What the task requires — Where a line holds the word "PartialEq", copy that line from the data below.

Saved data entries —
- - - - -
//! 用户（账号）实体

use sea_orm::entity::prelude::*;

#[derive(Clone, Debug, PartialEq, DeriveEntityModel)]
#[sea_orm(table_name = "users")]
pub struct Model {
    #[sea_orm(primary_key)]
    pub id: i64,
    #[sea_orm(unique)]
    pub username: String,
    #[sea_orm(unique)]
    pub email: String,
    pub password_hash: String,
    pub display_name: Option<String>,
    pub is_staff: bool,
    pub last_login: Option<i64>,
    pub created_at: i64,
    pub updated_at: i64,
}

#[derive(Copy, Clone, Debug, EnumIter, DeriveRelation)]
pub enum Relation {
    #[sea_orm(has_one = "super::profiles::Entity")]
    Profile,
    #[sea_orm(has_one = "super::teachers::Entity")]
    Teacher,
    #[sea_orm(has_many = "super::enrollments::Entity")]
    Enrollments,
    #[sea_orm(has_many = "super::comments::Entity")]
    Comments,
}

impl Related<super::profiles::Entity> for Entity {
    fn to() -> RelationDef {
        Relation::Profile.def()
    }
}

impl Related<super::teachers::Entity> for Entity {
    fn to() -> RelationDef {
        Relation::Teacher.def()
    }
}

impl Related<super::enrollments::Entity> for Entity {
    fn to() -> RelationDef {
        Relation::Enrollments.def()
    }
}

impl Related<super::comments::Entity> for Entity {
    fn to() -> RelationDef {
        Relation::Comments.def()
    }
}

impl ActiveModelBehavior for ActiveModel {}

// 从数据库模型转换为业务模型
impl Model {
    pub fn into_account(self) -> crate::models::users::entities::Account {
        use chrono::{DateTime, Utc};
        use crate::models::users::entities::Account;

        Account {
            id: self.id,
            username: self.username,
            email: self.email,
            password_hash: self.password_hash,
            display_name: self.display_name,
            is_staff: self.is_staff,
            last_login: self
                .last_login
                .map(|ts| DateTime::<Utc>::from_timestamp(ts, 0).unwrap_or_default()),
            created_at: DateTime::<Utc>::from_timestamp(self.created_at, 0).unwrap_or_default(),
            updated_at: DateTime::<Utc>::from_timestamp(self.updated_at, 0).unwrap_or_default(),
        }
    }
}
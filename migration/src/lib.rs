pub use sea_orm_migration::prelude::*;

mod m20260110_000001_create_tables;

pub struct Migrator;

#[async_trait::async_trait]
impl MigratorTrait for Migrator {
    fn migrations() -> Vec<Box<dyn MigrationTrait>> {
        vec![Box::new(m20260110_000001_create_tables::Migration)]
    }
}
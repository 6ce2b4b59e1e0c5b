use serde::{Deserialize, Serialize};

// 业务错误码，随 ApiResponse 返回给客户端
#[derive(Debug, Clone, Copy, PartialEq, Eq, Serialize, Deserialize)]
pub enum ErrorCode {
    Success = 0,

    // 通用
    BadRequest = 400,
    Unauthorized = 401,
    Forbidden = 403,
    NotFound = 404,
    Conflict = 409,
    InternalServerError = 500,

    // 认证 / 账号 (10xx)
    AuthFailed = 1001,
    RegisterFailed = 1002,
    UserNameAlreadyExists = 1003,
    UserEmailAlreadyExists = 1004,
    UserNameInvalid = 1005,
    UserEmailInvalid = 1006,
    PasswordPolicyViolation = 1007,
    // 账号缺少资料记录：视为配置错误，请求路径不自动修复
    AccountNotProvisioned = 1008,
    TokenInvalid = 1009,

    // 资料 / 教师 (20xx)
    ProfileNotFound = 2001,
    StudentIdAlreadyExists = 2002,
    TeacherIdAlreadyExists = 2003,
    TeacherNotFound = 2004,
    // 教师角色账号缺少教师记录
    TeacherRecordMissing = 2005,
    TeacherProvisionFailed = 2006,

    // 课程 (30xx)
    CourseNotFound = 3001,
    CourseCodeAlreadyExists = 3002,
    CourseCreateFailed = 3003,

    // 选课 / 成绩 (40xx)
    EnrollmentNotFound = 4001,
    CourseCapacityExceeded = 4002,
    ScoreOutOfRange = 4003,
    EnrollFailed = 4004,

    // 留言 (50xx)
    CommentNotAllowed = 5001,
    CommentNotFound = 5002,

    // 文件上传 (60xx)
    FileUploadFailed = 6001,
    FileTypeNotAllowed = 6002,
    FileSizeExceeded = 6003,
}
use actix_web::{HttpRequest, HttpResponse, Result as ActixResult};

use crate::models::{
    ApiResponse, ErrorCode,
    auth::requests::RegisterRequest,
    users::requests::NewAccount,
};
use crate::utils::password::hash_password;
use crate::utils::validate::{validate_email, validate_password_simple, validate_username};

use super::AuthService;

/// 学生自助注册。账号与学生资料由存储层在同一事务内建立。
pub async fn handle_register(
    service: &AuthService,
    register_request: RegisterRequest,
    request: &HttpRequest,
) -> ActixResult<HttpResponse> {
    let storage = service.get_storage(request);

    // 1. 参数校验
    if let Err(msg) = validate_username(&register_request.username) {
        return Ok(HttpResponse::BadRequest()
            .json(ApiResponse::error_empty(ErrorCode::UserNameInvalid, msg)));
    }
    if let Err(msg) = validate_email(&register_request.email) {
        return Ok(HttpResponse::BadRequest()
            .json(ApiResponse::error_empty(ErrorCode::UserEmailInvalid, msg)));
    }
    if let Err(msg) = validate_password_simple(&register_request.password) {
        return Ok(HttpResponse::BadRequest().json(ApiResponse::error_empty(
            ErrorCode::PasswordPolicyViolation,
            msg,
        )));
    }

    // 2. 冲突检查
    match storage.get_account_by_username(&register_request.username).await {
        Ok(Some(_)) => {
            return Ok(HttpResponse::Conflict().json(ApiResponse::error_empty(
                ErrorCode::UserNameAlreadyExists,
                "Username already exists",
            )));
        }
        Ok(None) => {}
        Err(e) => {
            return Ok(
                HttpResponse::InternalServerError().json(ApiResponse::error_empty(
                    ErrorCode::InternalServerError,
                    format!("Registration failed: {e}"),
                )),
            );
        }
    }
    match storage.get_account_by_email(&register_request.email).await {
        Ok(Some(_)) => {
            return Ok(HttpResponse::Conflict().json(ApiResponse::error_empty(
                ErrorCode::UserEmailAlreadyExists,
                "Email already exists",
            )));
        }
        Ok(None) => {}
        Err(e) => {
            return Ok(
                HttpResponse::InternalServerError().json(ApiResponse::error_empty(
                    ErrorCode::InternalServerError,
                    format!("Registration failed: {e}"),
                )),
            );
        }
    }

    // 3. 哈希密码
    let password_hash = match hash_password(&register_request.password) {
        Ok(hash) => hash,
        Err(e) => {
            tracing::error!("Password hashing failed: {}", e);
            return Ok(
                HttpResponse::InternalServerError().json(ApiResponse::error_empty(
                    ErrorCode::InternalServerError,
                    "Registration failed",
                )),
            );
        }
    };

    // 4. 创建账号与学生资料
    let account = NewAccount {
        username: register_request.username,
        email: register_request.email,
        password_hash,
        display_name: register_request.display_name,
        is_staff: false,
    };

    match storage
        .register_student(account, register_request.student_id)
        .await
    {
        Ok(account) => {
            tracing::info!("User {} registered successfully", account.username);
            Ok(HttpResponse::Ok().json(ApiResponse::success(account, "Registration successful")))
        }
        Err(e) => {
            tracing::error!("Registration failed: {}", e);
            Ok(HttpResponse::InternalServerError().json(ApiResponse::error_empty(
                ErrorCode::RegisterFailed,
                format!("Registration failed: {e}"),
            )))
        }
    }
}
use serde::{Deserialize, Serialize};

use crate::models::profiles::entities::Profile;
use crate::models::users::entities::Account;

// 账号 + 资料的组合视图，用于 /me 与管理端列表
#[derive(Debug, Clone, Serialize, Deserialize)]
pub struct AccountWithProfile {
    #[serde(flatten)]
    pub account: Account,
    pub profile: Option<Profile>,
}
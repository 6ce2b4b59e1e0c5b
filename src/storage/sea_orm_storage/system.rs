//! 系统统计存储操作

use super::SeaOrmStorage;
use crate::entity::courses::Entity as Courses;
use crate::entity::enrollments::{Column as EnrollmentColumn, Entity as Enrollments};
use crate::entity::profiles::{Column as ProfileColumn, Entity as Profiles};
use crate::entity::users::Entity as Users;
use crate::errors::{GradeSystemError, Result};
use crate::models::system::responses::SystemStats;
use crate::models::users::entities::AccountRole;
use sea_orm::{ColumnTrait, EntityTrait, PaginatorTrait, QueryFilter};

impl SeaOrmStorage {
    /// 管理端系统统计
    pub async fn get_system_stats_impl(&self) -> Result<SystemStats> {
        let total_accounts = Users::find()
            .count(&self.db)
            .await
            .map_err(|e| GradeSystemError::database_operation(format!("统计账号失败: {e}")))?;

        let total_students = Profiles::find()
            .filter(ProfileColumn::Role.eq(AccountRole::Student.to_string()))
            .count(&self.db)
            .await
            .map_err(|e| GradeSystemError::database_operation(format!("统计学生失败: {e}")))?;

        let total_teachers = Profiles::find()
            .filter(ProfileColumn::Role.eq(AccountRole::Teacher.to_string()))
            .count(&self.db)
            .await
            .map_err(|e| GradeSystemError::database_operation(format!("统计教师失败: {e}")))?;

        let total_courses = Courses::find()
            .count(&self.db)
            .await
            .map_err(|e| GradeSystemError::database_operation(format!("统计课程失败: {e}")))?;

        let active_enrollments = Enrollments::find()
            .filter(EnrollmentColumn::IsActive.eq(true))
            .count(&self.db)
            .await
            .map_err(|e| GradeSystemError::database_operation(format!("统计选课失败: {e}")))?;

        Ok(SystemStats {
            total_accounts: total_accounts as i64,
            total_students: total_students as i64,
            total_teachers: total_teachers as i64,
            total_courses: total_courses as i64,
            active_enrollments: active_enrollments as i64,
            uptime_seconds: 0,
        })
    }
}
- - - - -
Answer to this problem —
#[derive(Clone, Debug, PartialEq, DeriveEntityModel)]
#[derive(Debug, Clone, Copy, PartialEq, Eq, Serialize, Deserialize)]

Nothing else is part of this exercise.